Le Top 10 du classement (du 1er au 10ème) : L'île Maurice, le Cap Vert, le Botswana, l'Afrique du Sud, les Seychelles, la Namibie, le Ghana, la Tunisie, le Sénégal et le Lesotho.

Les dix pays à la traîne (du 52ème au 40ème) : La Somalie, La Centre Afrique, l'Erythrée, le Tchad, la Guinée Bissau, la République Démocratique du Congo, le Zimbabwe, la Guinée Equatoriale, l'Angola, la Libye, la Guinée, le Congo et la Côte d'Ivoire.

L'on peut aisément considérer, les dix premiers pays comme des modèles de bonne gouvernance, eu égard à leurs performances. Il serait judicieux d'examiner les mécanismes mis en place, par ces pays pour en arriver à de tels résultats. Quelles stratégies ces pays ont-ils élaboré, pour juguler toutes les formes de corruption et ainsi prétendre à l'excellence?

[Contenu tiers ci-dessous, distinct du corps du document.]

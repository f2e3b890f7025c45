//! Implementation of the `graft list` command.

use serde::Serialize;

use graft_adapters::load_catalog;
use graft_core::domain::{Catalog, TemplateEntry, UiEntry};

use crate::{
    cli::{ListArgs, ListFormat},
    config::AppConfig,
    error::{CliError, CliResult},
    output::OutputManager,
};

/// Serialisable view of the whole catalog.
#[derive(Debug, Serialize)]
struct CatalogView<'a> {
    remote_url: &'a str,
    frameworks: &'a [String],
    templates: &'a [TemplateEntry],
    uis: &'a [UiEntry],
}

impl<'a> From<&'a Catalog> for CatalogView<'a> {
    fn from(catalog: &'a Catalog) -> Self {
        Self {
            remote_url: catalog.remote_url(),
            frameworks: catalog.frameworks(),
            templates: catalog.templates(),
            uis: catalog.uis(),
        }
    }
}

pub fn execute(args: ListArgs, config: AppConfig, output: OutputManager) -> CliResult<()> {
    let catalog = load_catalog(config.catalog_path(), config.catalog.remote_url.as_deref())?;

    match args.format {
        ListFormat::Table => print_table(&catalog, &output)?,

        ListFormat::List => {
            for template in catalog.templates() {
                output.print(&template.name)?;
            }
        }

        ListFormat::Json => {
            // Bypasses OutputManager so JSON stays parseable with --quiet.
            let json = serde_json::to_string_pretty(&CatalogView::from(&catalog)).map_err(|e| {
                CliError::ConfigError {
                    message: format!("Failed to serialise catalog: {e}"),
                    source: Some(Box::new(e)),
                }
            })?;
            println!("{json}");
        }
    }

    Ok(())
}

fn print_table(catalog: &Catalog, output: &OutputManager) -> CliResult<()> {
    output.header("Frameworks:")?;
    for framework in catalog.frameworks() {
        let templates = catalog.templates_for(framework);
        let templates = if templates.is_empty() {
            "(no templates)".to_string()
        } else {
            templates.join(", ")
        };
        output.print(&format!("  {framework:<12} {templates}"))?;
    }

    output.print("")?;
    output.header("Templates:")?;
    for template in catalog.templates() {
        output.print(&format!(
            "  {:<16} {:<10} {}",
            template.name,
            template.framework,
            tags(template)
        ))?;
    }

    output.print("")?;
    output.header("UI libraries:")?;
    for ui in catalog.uis() {
        output.print(&format!("  {:<12} {}", ui.name, plugins(ui)))?;
    }

    output.print("")?;
    output.info(&format!("Templates are pulled from {}", catalog.remote_url()))?;
    Ok(())
}

fn tags(template: &TemplateEntry) -> String {
    if template.tags.is_empty() {
        "main".to_string()
    } else {
        template.tags.join(", ")
    }
}

fn plugins(ui: &UiEntry) -> String {
    ui.plugins
        .iter()
        .map(|p| format!("{}@{}", p.name, p.resolved_version()))
        .collect::<Vec<_>>()
        .join(", ")
}

#[cfg(test)]
mod tests {
    use super::*;
    use graft_core::domain::UiPlugin;

    #[test]
    fn untagged_template_lists_default_branch() {
        assert_eq!(tags(&TemplateEntry::new("basic", "react")), "main");
        assert_eq!(
            tags(&TemplateEntry::new("basic", "react").with_tags(["main", "v2"])),
            "main, v2"
        );
    }

    #[test]
    fn plugins_show_resolved_versions() {
        let ui = UiEntry::new("mui")
            .with_plugin(UiPlugin::pinned("@mui/material", "^5.15.0"))
            .with_plugin(UiPlugin::new("@emotion/react"));
        assert_eq!(
            plugins(&ui),
            "@mui/material@^5.15.0, @emotion/react@latest"
        );
    }

    #[test]
    fn json_view_uses_catalog_field_names() {
        let catalog = Catalog::new(
            "https://example.com/t.git",
            vec!["react".into()],
            vec![TemplateEntry::new("basic", "react")],
            vec![UiEntry::new("none")],
        )
        .unwrap();

        let value = serde_json::to_value(CatalogView::from(&catalog)).unwrap();
        assert_eq!(value["remote_url"], "https://example.com/t.git");
        assert_eq!(value["templates"][0]["type"], "react");
        assert_eq!(value["uis"][0]["name"], "none");
    }
}
//! Application ports (traits) for external dependencies.
//!
//! In hexagonal architecture, ports define interfaces that the application
//! needs from the outside world. Adapters in `graft-adapters` and the CLI
//! implement these.
//!
//! ## Port Types
//!
//! - **Driven (Output) Ports**: Called by application, implemented by infrastructure
//!   - `Filesystem`: File operations
//!   - `VersionControlClient`: Sparse checkout plumbing
//!   - `Prompter`: Interactive questions
//!   - `ProgressReporter`: Stage progress display
//!
//! - **Driving (Input) Ports**: Called by external world, implemented by application
//!   - (Defined in CLI layer, implemented by services)

pub mod output;

pub use output::{Filesystem, ProgressReporter, Prompter, VCS_METADATA_DIR, VersionControlClient};

#[cfg(test)]
pub use output::{MockFilesystem, MockProgressReporter, MockPrompter, MockVersionControlClient};
//! Filesystem adapters.

mod local;
mod memory;

pub use local::LocalFilesystem;
pub use memory::MemoryFilesystem;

Après un examen succinct, des mécanismes mis en place par chaque pays du top 10, nous proposons une typologie de dispositions utiles pour atteindre "l'émergence éthique" :

1/ L'engagement de l'éxecutif à instaurer un cadre de bonne gouvernance demeure le socle de toute initiative visant à moraliser la vie publique. En effet, lorsqu'un président s'engage personnellement et fait de la question de la bonne gouvernance, un enjeu national alors les résultats suivent systématiquement. Le cas du cap vert est édifiant car l'engagement de l'ancien Président Pedro Pires, est au coeur de cette envolée du cap vert comme modèle de démocratie et de bonne gouvernance. Il y a au Cap Vert, un héritage en matière de "bonne gouvernance". Cet engagement ou implication de l'exécutif, se traduit par l'adoption d'une politique nationale de bonne gouvernance, empreinte de cohérence, de pragmatisme, de réalisme et d'inclusivité.

2/ L'appropriation nationale est l'un des facteurs clé, de toute initiative de bonne gouvernance. Cette appropriation commence certes, avec l'exécutif mais concerne tous les citoyens. En effet, c'est la mobilisation nationale, impulsée par un Chef de l'Etat et son gouvernement qui donne de la crédibilité à une telle initiative. C'est, "par l'exemple" que les pratiques de bonne gouvernance font des émules dans un pays. La bonne gouvernance, incombe et relève aussi bien de la responsabilité des gouvernants, que des gouvernés, et chacun en ce qui le concerne. Autrement dit, il revient à l’Etat comme aux citoyens, le devoir à chacun de jouer sa partition dans une parfaite symbiose, comme cela doit se faire dans un véritable Etat de droit. Le Ghana et le Sénégal sont des exemples en la matière.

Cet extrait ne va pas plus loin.